Exactly as shown below, retype every line of the data.

----------

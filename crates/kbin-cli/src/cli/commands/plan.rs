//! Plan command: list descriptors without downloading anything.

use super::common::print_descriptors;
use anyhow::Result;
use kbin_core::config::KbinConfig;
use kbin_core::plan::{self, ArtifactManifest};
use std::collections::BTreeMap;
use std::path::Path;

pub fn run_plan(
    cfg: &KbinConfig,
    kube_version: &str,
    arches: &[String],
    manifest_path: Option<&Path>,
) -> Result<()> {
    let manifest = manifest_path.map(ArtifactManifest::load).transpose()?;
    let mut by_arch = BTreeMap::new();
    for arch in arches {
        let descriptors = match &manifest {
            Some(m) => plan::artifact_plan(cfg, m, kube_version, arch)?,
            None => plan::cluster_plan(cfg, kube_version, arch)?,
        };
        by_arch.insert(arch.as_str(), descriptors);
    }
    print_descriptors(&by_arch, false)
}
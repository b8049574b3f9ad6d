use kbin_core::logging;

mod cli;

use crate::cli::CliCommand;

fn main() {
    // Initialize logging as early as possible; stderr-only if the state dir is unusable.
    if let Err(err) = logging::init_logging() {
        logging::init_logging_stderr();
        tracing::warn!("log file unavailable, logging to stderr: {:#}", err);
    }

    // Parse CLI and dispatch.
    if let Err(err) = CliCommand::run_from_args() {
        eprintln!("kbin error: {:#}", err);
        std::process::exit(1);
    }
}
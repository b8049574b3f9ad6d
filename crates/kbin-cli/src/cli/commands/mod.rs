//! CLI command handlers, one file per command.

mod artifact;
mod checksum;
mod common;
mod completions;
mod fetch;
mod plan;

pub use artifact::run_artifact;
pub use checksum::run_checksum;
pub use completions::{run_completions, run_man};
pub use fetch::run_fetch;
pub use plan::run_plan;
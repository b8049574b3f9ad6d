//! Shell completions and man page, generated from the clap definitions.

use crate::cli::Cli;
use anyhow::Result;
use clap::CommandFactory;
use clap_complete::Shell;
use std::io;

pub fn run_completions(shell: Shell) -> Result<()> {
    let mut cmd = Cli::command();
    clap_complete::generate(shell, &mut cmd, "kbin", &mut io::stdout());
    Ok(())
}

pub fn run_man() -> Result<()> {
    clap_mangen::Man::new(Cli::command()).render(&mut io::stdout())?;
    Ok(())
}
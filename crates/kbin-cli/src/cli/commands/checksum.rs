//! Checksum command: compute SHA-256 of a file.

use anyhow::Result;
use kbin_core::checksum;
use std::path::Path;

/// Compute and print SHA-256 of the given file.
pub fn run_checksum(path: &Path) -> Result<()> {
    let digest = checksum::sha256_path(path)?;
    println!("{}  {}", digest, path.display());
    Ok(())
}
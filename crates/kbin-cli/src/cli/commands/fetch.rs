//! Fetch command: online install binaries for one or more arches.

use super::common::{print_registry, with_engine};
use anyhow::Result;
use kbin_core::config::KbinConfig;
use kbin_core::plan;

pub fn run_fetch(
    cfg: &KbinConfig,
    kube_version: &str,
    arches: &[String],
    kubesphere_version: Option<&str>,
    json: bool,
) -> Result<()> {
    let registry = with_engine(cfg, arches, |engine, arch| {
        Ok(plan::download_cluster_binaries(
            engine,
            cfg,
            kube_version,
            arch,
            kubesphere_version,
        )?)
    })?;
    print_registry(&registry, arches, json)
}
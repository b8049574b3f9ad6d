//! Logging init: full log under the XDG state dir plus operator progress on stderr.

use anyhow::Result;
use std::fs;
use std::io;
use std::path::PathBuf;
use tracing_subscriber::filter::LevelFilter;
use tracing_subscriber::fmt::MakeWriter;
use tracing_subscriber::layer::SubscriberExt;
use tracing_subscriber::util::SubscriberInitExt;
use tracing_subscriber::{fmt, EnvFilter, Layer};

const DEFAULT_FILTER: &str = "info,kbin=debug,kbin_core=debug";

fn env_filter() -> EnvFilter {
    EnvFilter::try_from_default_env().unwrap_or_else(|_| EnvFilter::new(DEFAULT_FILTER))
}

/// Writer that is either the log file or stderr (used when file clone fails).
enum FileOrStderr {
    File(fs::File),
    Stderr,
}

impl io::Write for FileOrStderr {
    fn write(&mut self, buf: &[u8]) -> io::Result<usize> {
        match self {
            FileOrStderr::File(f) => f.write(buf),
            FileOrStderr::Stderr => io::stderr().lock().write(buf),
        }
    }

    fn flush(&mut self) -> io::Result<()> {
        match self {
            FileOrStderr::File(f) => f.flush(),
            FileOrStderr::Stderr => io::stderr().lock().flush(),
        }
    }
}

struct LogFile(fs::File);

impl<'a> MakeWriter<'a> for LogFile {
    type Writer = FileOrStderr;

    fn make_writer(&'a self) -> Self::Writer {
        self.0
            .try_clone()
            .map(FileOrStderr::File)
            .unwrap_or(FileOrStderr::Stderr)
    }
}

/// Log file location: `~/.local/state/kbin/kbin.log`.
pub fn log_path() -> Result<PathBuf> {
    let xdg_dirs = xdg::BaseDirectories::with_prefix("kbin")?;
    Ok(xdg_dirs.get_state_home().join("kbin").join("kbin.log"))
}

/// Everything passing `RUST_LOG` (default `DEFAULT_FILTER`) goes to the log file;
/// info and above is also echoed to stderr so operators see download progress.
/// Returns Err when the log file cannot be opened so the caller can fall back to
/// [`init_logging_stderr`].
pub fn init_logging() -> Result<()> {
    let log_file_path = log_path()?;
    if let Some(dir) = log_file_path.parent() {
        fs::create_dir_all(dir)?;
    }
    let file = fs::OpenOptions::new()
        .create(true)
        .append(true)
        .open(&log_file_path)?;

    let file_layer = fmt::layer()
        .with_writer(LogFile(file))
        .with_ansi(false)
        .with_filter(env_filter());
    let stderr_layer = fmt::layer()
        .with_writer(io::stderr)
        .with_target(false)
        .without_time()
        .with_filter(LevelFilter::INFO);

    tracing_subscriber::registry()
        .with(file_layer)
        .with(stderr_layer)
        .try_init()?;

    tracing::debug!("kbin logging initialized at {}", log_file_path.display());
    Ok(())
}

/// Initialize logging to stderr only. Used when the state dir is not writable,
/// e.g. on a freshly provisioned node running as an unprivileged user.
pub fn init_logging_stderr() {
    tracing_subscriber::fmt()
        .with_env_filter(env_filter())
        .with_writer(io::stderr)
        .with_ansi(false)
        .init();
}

----------

• RESULT OF THIS TASK:
filename crates/kbin-cli/src/cli/commands/plan.rs
//! Plan command: list descriptors without downloading anything.

use super::common::print_descriptors;
use anyhow::Result;
use kbin_core::config::KbinConfig;
use kbin_core::plan::{self, ArtifactManifest};
use std::collections::BTreeMap;
use std::path::Path;

pub fn run_plan(
    cfg: &KbinConfig,
    kube_version: &str,
    arches: &[String],
    manifest_path: Option<&Path>,
) -> Result<()> {
    let manifest = manifest_path.map(ArtifactManifest::load).transpose()?;
    let mut by_arch = BTreeMap::new();
    for arch in arches {
        let descriptors = match &manifest {
            Some(m) => plan::artifact_plan(cfg, m, kube_version, arch)?,
            None => plan::cluster_plan(cfg, kube_version, arch)?,
        };
        by_arch.insert(arch.as_str(), descriptors);
    }
    print_descriptors(&by_arch, false)
}
repository b8049574b3f9ad6d
use kbin_core::logging;

mod cli;

use crate::cli::CliCommand;

fn main() {
    // Initialize logging as early as possible; stderr-only if the state dir is unusable.
    if let Err(err) = logging::init_logging() {
        logging::init_logging_stderr();
        tracing::warn!("log file unavailable, logging to stderr: {:#}", err);
    }

    // Parse CLI and dispatch.
    if let Err(err) = CliCommand::run_from_args() {
        eprintln!("kbin error: {:#}", err);
        std::process::exit(1);
    }
}
repository b8049574b3f9ad6d
filename crates/kbin-cli/src/cli/commands/mod.rs
//! CLI command handlers, one file per command.

mod artifact;
mod checksum;
mod common;
mod completions;
mod fetch;
mod plan;

pub use artifact::run_artifact;
pub use checksum::run_checksum;
pub use completions::{run_completions, run_man};
pub use fetch::run_fetch;
pub use plan::run_plan;
repository b8049574b3f9ad6d
//! Shell completions and man page, generated from the clap definitions.

use crate::cli::Cli;
use anyhow::Result;
use clap::CommandFactory;
use clap_complete::Shell;
use std::io;

pub fn run_completions(shell: Shell) -> Result<()> {
    let mut cmd = Cli::command();
    clap_complete::generate(shell, &mut cmd, "kbin", &mut io::stdout());
    Ok(())
}

pub fn run_man() -> Result<()> {
    clap_mangen::Man::new(Cli::command()).render(&mut io::stdout())?;
    Ok(())
}
filename crates/kbin-cli/src/cli/commands/checksum.rs
//! Checksum command: compute SHA-256 of a file.

use anyhow::Result;
use kbin_core::checksum;
use std::path::Path;

/// Compute and print SHA-256 of the given file.
pub fn run_checksum(path: &Path) -> Result<()> {
    let digest = checksum::sha256_path(path)?;
    println!("{}  {}", digest, path.display());
    Ok(())
}
filename crates/kbin-cli/src/cli/commands/fetch.rs
//! Fetch command: online install binaries for one or more arches.

use super::common::{print_registry, with_engine};
use anyhow::Result;
use kbin_core::config::KbinConfig;
use kbin_core::plan;

pub fn run_fetch(
    cfg: &KbinConfig,
    kube_version: &str,
    arches: &[String],
    kubesphere_version: Option<&str>,
    json: bool,
) -> Result<()> {
    let registry = with_engine(cfg, arches, |engine, arch| {
        Ok(plan::download_cluster_binaries(
            engine,
            cfg,
            kube_version,
            arch,
            kubesphere_version,
        )?)
    })?;
    print_registry(&registry, arches, json)
}
repository b8049574b3f9ad6d
//! Logging init: full log under the XDG state dir plus operator progress on stderr.

use anyhow::Result;
use std::fs;
use std::io;
use std::path::PathBuf;
use tracing_subscriber::filter::LevelFilter;
use tracing_subscriber::fmt::MakeWriter;
use tracing_subscriber::layer::SubscriberExt;
use tracing_subscriber::util::SubscriberInitExt;
use tracing_subscriber::{fmt, EnvFilter, Layer};

const DEFAULT_FILTER: &str = "info,kbin=debug,kbin_core=debug";

fn env_filter() -> EnvFilter {
    EnvFilter::try_from_default_env().unwrap_or_else(|_| EnvFilter::new(DEFAULT_FILTER))
}

/// Writer that is either the log file or stderr (used when file clone fails).
enum FileOrStderr {
    File(fs::File),
    Stderr,
}

impl io::Write for FileOrStderr {
    fn write(&mut self, buf: &[u8]) -> io::Result<usize> {
        match self {
            FileOrStderr::File(f) => f.write(buf),
            FileOrStderr::Stderr => io::stderr().lock().write(buf),
        }
    }

    fn flush(&mut self) -> io::Result<()> {
        match self {
            FileOrStderr::File(f) => f.flush(),
            FileOrStderr::Stderr => io::stderr().lock().flush(),
        }
    }
}

struct LogFile(fs::File);

impl<'a> MakeWriter<'a> for LogFile {
    type Writer = FileOrStderr;

    fn make_writer(&'a self) -> Self::Writer {
        self.0
            .try_clone()
            .map(FileOrStderr::File)
            .unwrap_or(FileOrStderr::Stderr)
    }
}

/// Log file location: `~/.local/state/kbin/kbin.log`.
pub fn log_path() -> Result<PathBuf> {
    let xdg_dirs = xdg::BaseDirectories::with_prefix("kbin")?;
    Ok(xdg_dirs.get_state_home().join("kbin").join("kbin.log"))
}

/// Everything passing `RUST_LOG` (default `DEFAULT_FILTER`) goes to the log file;
/// info and above is also echoed to stderr so operators see download progress.
/// Returns Err when the log file cannot be opened so the caller can fall back to
/// [`init_logging_stderr`].
pub fn init_logging() -> Result<()> {
    let log_file_path = log_path()?;
    if let Some(dir) = log_file_path.parent() {
        fs::create_dir_all(dir)?;
    }
    let file = fs::OpenOptions::new()
        .create(true)
        .append(true)
        .open(&log_file_path)?;

    let file_layer = fmt::layer()
        .with_writer(LogFile(file))
        .with_ansi(false)
        .with_filter(env_filter());
    let stderr_layer = fmt::layer()
        .with_writer(io::stderr)
        .with_target(false)
        .without_time()
        .with_filter(LevelFilter::INFO);

    tracing_subscriber::registry()
        .with(file_layer)
        .with(stderr_layer)
        .try_init()?;

    tracing::debug!("kbin logging initialized at {}", log_file_path.display());
    Ok(())
}

/// Initialize logging to stderr only. Used when the state dir is not writable,
/// e.g. on a freshly provisioned node running as an unprivileged user.
pub fn init_logging_stderr() {
    tracing_subscriber::fmt()
        .with_env_filter(env_filter())
        .with_writer(io::stderr)
        .with_ansi(false)
        .init();
}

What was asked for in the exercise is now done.